Setting your gas limit is tricky because you need to ensure that you set just the right amount of gas.
If you set a lower gas limit and your gas runs out before validators finish validating your transaction, you cannot recover used gas.
However, if you have set a higher gas limit than you need, you can recover unused gas.
What is a crypto gas price?
Gas price is the price of one unit of gas. One Ethereum, as we mentioned it is measured in Gwei. The price of gas can go up depending on the demand and supply of computational power or congestion on a blockchain. When there’s less demand, prices are lower, and vice versa.
Crypto gas limits vs gas prices
gas fees = gas limit * gas price
Crypto Gas fees also depend on the speed of a transaction
If you want to send Ethereum from one wallet to another, some wallets like MetaMask allow you to choose how fast you want your transaction to be verified.
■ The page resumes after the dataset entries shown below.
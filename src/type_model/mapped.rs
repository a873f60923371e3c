//! Canonical classes that non-portable framework types are substituted with.
//!
//! They live in the `openapi.mapped` package and are always visible through
//! [`TypeModel`](super::TypeModel), whatever the metadata provider.

use super::{ClassInfo, ClassKind, ClassRegistry, FieldInfo, PrimitiveType, TypeRef};
use std::sync::OnceLock;

pub const MAPPED_PACKAGE: &str = "openapi.mapped";

pub const PAGEABLE: &str = "openapi.mapped.Pageable";
pub const SORT: &str = "openapi.mapped.Sort";
pub const ORDER: &str = "openapi.mapped.Order";
pub const DIRECTION: &str = "openapi.mapped.Direction";
pub const NULL_HANDLING: &str = "openapi.mapped.NullHandling";

static MAPPED: OnceLock<ClassRegistry> = OnceLock::new();

pub fn mapped_classes() -> &'static ClassRegistry {
    MAPPED.get_or_init(build)
}

fn build() -> ClassRegistry {
    let int = || TypeRef::Primitive(PrimitiveType::I32);

    let mut pageable = ClassInfo::new(PAGEABLE, ClassKind::Class);
    pageable.fields = vec![
        FieldInfo::new("pageNumber", int()),
        FieldInfo::new("pageSize", int()),
        FieldInfo::new("sort", TypeRef::class(SORT)),
    ];

    let mut sort = ClassInfo::new(SORT, ClassKind::Class);
    sort.fields = vec![FieldInfo::new(
        "orders",
        TypeRef::Array(Box::new(TypeRef::class(ORDER))),
    )];

    let mut order = ClassInfo::new(ORDER, ClassKind::Class);
    order.fields = vec![
        FieldInfo::new("direction", TypeRef::class(DIRECTION)),
        FieldInfo::new("property", TypeRef::Primitive(PrimitiveType::String)),
        FieldInfo::new("ignoreCase", TypeRef::Primitive(PrimitiveType::Bool)),
        FieldInfo::new("nullHandling", TypeRef::Optional(Box::new(TypeRef::class(NULL_HANDLING)))),
    ];

    let mut direction = ClassInfo::new(DIRECTION, ClassKind::Enum);
    direction.constants = vec!["ASC".into(), "DESC".into()];

    let mut null_handling = ClassInfo::new(NULL_HANDLING, ClassKind::Enum);
    null_handling.constants = vec!["NATIVE".into(), "NULLS_FIRST".into(), "NULLS_LAST".into()];

    let mut registry = ClassRegistry::new();
    for class in [pageable, sort, order, direction, null_handling] {
        registry.insert(class);
    }
    registry
}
There are slow, average, fast, and advanced options. Faster transactions attract the highest fees and slow transactions are cheaper. With the advanced option, you get to set your gas fee rather than accept the given options.
How you can pay less in crypto gas fees
Now that you know how gas fees work, how can you ensure that you pay lower fees when you are using a crypto DeFi product? Here are several CryptoFireside smart tips.
Combine related transactions
Carrying out many small transactions means that you have to pay gas fees for every transaction. This may cost you more gas fees. If you wait it out and combine all those small amounts into a lump sum you may save a significant amount on your transactions.
Watch out for times when network activity is low/uncongested
You may save a lot on moving your crypto by rescheduling non-urgent transactions. Network congestion often follows predictable patterns based on the number of crypto users on the network.
To help you know “what is gas in crypto?” and when a network has less traffic, you can check its gas price chart. The Ethereum gas price chart shows less activity and hence lower gas prices (between 89 and 99 Gwei) on Saturday and Sunday at around 09:00 – 10:00 AM ET. These can be good times to transact at lower gas fees.
Estimate enough gas to avoid running out
As discussed earlier, you do not want your gas running out before miners validate your transaction. In these cases, you still pay a fee even though the transaction fails.
Luckily, you can use tools such as Eth Gas Now and ETH’s gas tracker to help you estimate the gas you’ll need for your transaction.
Go for the slow transaction option for non-urgent transactions
Transactions that confirm almost immediately are significantly more expensive than those that take longer. When you can wait, choose the slow option.
Move your transactions to a sidechain/layer 2 protocol
Sidechains are independent blockchains that are compatible with Ethereum (or other underlying blockchains) but employ their own consensus mechanism to validate transactions. That means you can move your crypto to a sidechain to carry out faster and cheaper transactions. When you need to, you can move your crypto back to the original blockchain.
If you’re a developer on Ethereum, you can build your project on more affordable and less-congested developer-targeted sidechains like Polygon or Optimistic Rollups like Optimism and Artbitrum and start compound interest investments.
Use tokenized gas
There’s an emerging concept of letting you save on gas by using ‘tokenized gas.’ This involves buying gas when it is cheap and storing it in the form of tokens. You then deploy it when the prices go up.
Choose DeFi platforms that let you carry out internal transactions with 0 transaction fees
As a crypto user, gas or network fees may not be all you have to deal with.
When you’re carrying out transactions within a DeFi platform, you may also get slapped with internal transaction fees.
To avoid internal transaction fees, choose DeFi platforms that let you carry out 0-cost transactions within their platform.